Or at least that’s the way I imagine it.

In a couple days I’m headed to Georgia, but prior to that the only time I’ve spent in the American South is when we took a trip to Orlando—and theme parks alive with manufactured magic are thrilling, yet hardly a good representation of the South I’ve read about in literature, seen on film, and, mostly, gleaned impressions of by listening to the dark, Southern gothic ballads I grew up hearing on the radio, tiny ears pricking and peeling through the static, greedily drinking in The Ode To Billy-Joe, The Night The Lights Went Out In Georgia, and then later, in my teen years, Alan Jackson’s Midnight in Montgomery, a track that still makes me want to flick all the lights on and slip on a sweater to answer the uneasy chill on my arms.

Ballads—which are both story and song—somehow also imprint themselves on the brain like tiny movies. Perhaps it’s the accompanying music that helps cast such vivid pictures.
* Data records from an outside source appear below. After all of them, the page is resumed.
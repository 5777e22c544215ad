// ── Wire-to-domain conversions ──
//
// Bridges `scarelink_api` payloads into validated domain types. A payload
// either becomes a complete snapshot or is rejected; a bad reading is never
// clamped or zeroed.

use chrono::{DateTime, Utc};
use thiserror::Error;

use scarelink_api::{DetectionPayload, TelemetryPayload};

use crate::model::{DetectionAlert, TelemetrySnapshot, TelemetrySource};

/// Why a telemetry payload was rejected.
#[derive(Debug, Clone, PartialEq, Error)]
pub enum TelemetryError {
    #[error("{field} is not a finite number")]
    NotFinite { field: &'static str },

    #[error("{field} = {value} is outside {min}..={max}")]
    OutOfRange {
        field: &'static str,
        value: f64,
        min: f64,
        max: f64,
    },
}

// ── Helpers ────────────────────────────────────────────────────────

fn bounded(
    field: &'static str,
    value: Option<f64>,
    min: f64,
    max: f64,
) -> Result<Option<f64>, TelemetryError> {
    let Some(value) = value else {
        return Ok(None);
    };
    if !value.is_finite() {
        return Err(TelemetryError::NotFinite { field });
    }
    if value < min || value > max {
        return Err(TelemetryError::OutOfRange {
            field,
            value,
            min,
            max,
        });
    }
    Ok(Some(value))
}

fn percent(field: &'static str, value: Option<f64>) -> Result<Option<f64>, TelemetryError> {
    bounded(field, value, 0.0, 100.0)
}

fn servo(field: &'static str, value: Option<f64>) -> Result<Option<f64>, TelemetryError> {
    bounded(field, value, 0.0, 180.0)
}

fn epoch_millis(ts: Option<i64>) -> Option<DateTime<Utc>> {
    ts.and_then(DateTime::from_timestamp_millis)
}

// ── Telemetry ──────────────────────────────────────────────────────

/// Validate a payload into a snapshot stamped with the current time.
pub fn snapshot_from_payload(
    payload: TelemetryPayload,
    source: TelemetrySource,
) -> Result<TelemetrySnapshot, TelemetryError> {
    Ok(TelemetrySnapshot {
        soil_humidity: percent("soilHumidity", payload.soil_humidity)?,
        temperature: bounded("temperature", payload.temperature, -50.0, 100.0)?,
        air_humidity: percent("airHumidity", payload.air_humidity)?,
        light_level: bounded("lightLevel", payload.light_level, 0.0, f64::MAX)?,
        motion: payload.motion,
        servo_left: servo("servoLeft", payload.servo_left)?,
        servo_right: servo("servoRight", payload.servo_right)?,
        servo_head: servo("servoHead", payload.servo_head)?,
        track_index: payload.track_index,
        volume: bounded("volume", payload.volume, 0.0, 1.0)?,
        playing: payload.playing,
        detection_enabled: payload.detection_enabled,
        grayscale: payload.grayscale,
        birds_detected: payload.birds_detected,
        uptime_secs: payload.uptime,
        rssi: payload.rssi,
        source,
        received_at: Utc::now(),
        device_time: epoch_millis(payload.timestamp),
    })
}

// ── Detection ──────────────────────────────────────────────────────

impl From<DetectionPayload> for DetectionAlert {
    fn from(p: DetectionPayload) -> Self {
        Self {
            label: p.label.unwrap_or_else(|| "bird".into()),
            confidence: p.confidence.filter(|c| c.is_finite()),
            count: p.count.unwrap_or(1),
            received_at: Utc::now(),
        }
    }
}

#[cfg(test)]
#[allow(clippy::unwrap_used)]
mod tests {
    use super::*;
    use pretty_assertions::assert_eq;

    #[test]
    fn partial_payload_leaves_fields_unknown() {
        let payload = TelemetryPayload {
            soil_humidity: Some(55.0),
            motion: Some(false),
            ..TelemetryPayload::default()
        };
        let snap = snapshot_from_payload(payload, TelemetrySource::Poll).unwrap();

        assert_eq!(snap.soil_humidity, Some(55.0));
        assert_eq!(snap.motion, Some(false));
        assert_eq!(snap.temperature, None);
        assert_eq!(snap.servo_head, None);
        assert_eq!(snap.source, TelemetrySource::Poll);
    }

    #[test]
    fn out_of_range_reading_is_rejected() {
        let payload = TelemetryPayload {
            soil_humidity: Some(140.0),
            ..TelemetryPayload::default()
        };
        let err = snapshot_from_payload(payload, TelemetrySource::Socket).unwrap_err();
        assert!(matches!(
            err,
            TelemetryError::OutOfRange {
                field: "soilHumidity",
                ..
            }
        ));
    }

    #[test]
    fn device_timestamp_is_epoch_millis() {
        let payload = TelemetryPayload {
            timestamp: Some(1_700_000_000_000),
            ..TelemetryPayload::default()
        };
        let snap = snapshot_from_payload(payload, TelemetrySource::Cloud).unwrap();
        assert_eq!(
            snap.device_time.unwrap().to_rfc3339(),
            "2023-11-14T22:13:20+00:00"
        );
    }

    #[test]
    fn detection_defaults() {
        let alert = DetectionAlert::from(DetectionPayload::default());
        assert_eq!(alert.label, "bird");
        assert_eq!(alert.count, 1);
    }
}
Consider, for example, the hum of the cello in The Ode To Billy-Joe, lending such a foreboding undercurrent.  Then an entirely different tenor in Midnight in Montgomery, where the violin whines in a way just as mournful as the song.     

Lyrics too paint the pictures of these short, haunting stories, and this more than anything makes the writer in me want to sweep my hat off and bow down low to the song writers. For not only were these folks imprisoned by the rhymes that would ultimately give their ballads rhythm (thus limiting, vastly, the words they had to select from), they were also charged to use the most powerful actions and images possible in order to draw the most vivid story. Yet look at the result. Bobby Gentry lets us feel the sultry Mississippi heat on Choctaw Ridge, smell the lunch Mama’s been cookin’ all mornin’—now pass the biscuits, please. Seriously: have any of you ever heard The Ode To Billy-Joe, or The Night The Lights Went Out In Georgia, and not had a little movie playing in your head?

I didn’t think so. I for one could see those small, bloody footprints at Andy’s house every time I heard The Night The Lights Went Out In Georgia. I am pleased to say I still do.

But back to mood and atmosphere and the secrets these Southern Gothic Ballads imply linger within that muggy geography, secrets as oppressive as the choking heat and ones that seam the very edges of the land together—from its swamps to its moss-laden oaks—stitching them tightly away from prying eyes. There is more than just mystery in these ballads, there’s menace. Billy-Joe’s suicide, Hank Williams’ drunken recklessness, Little Sister’s confession to (and seeming pride in) double murder (Andy and her sister-in-law; one body, she boasts, that’ll never be found)…these are heavy hitting incidents. So very much at odds with the gospel-singing, God-fearing, respect-your-elders with a yes ma’am or no ma’am portrait of the South we’ve been fed to accept as the cultural norms of the region.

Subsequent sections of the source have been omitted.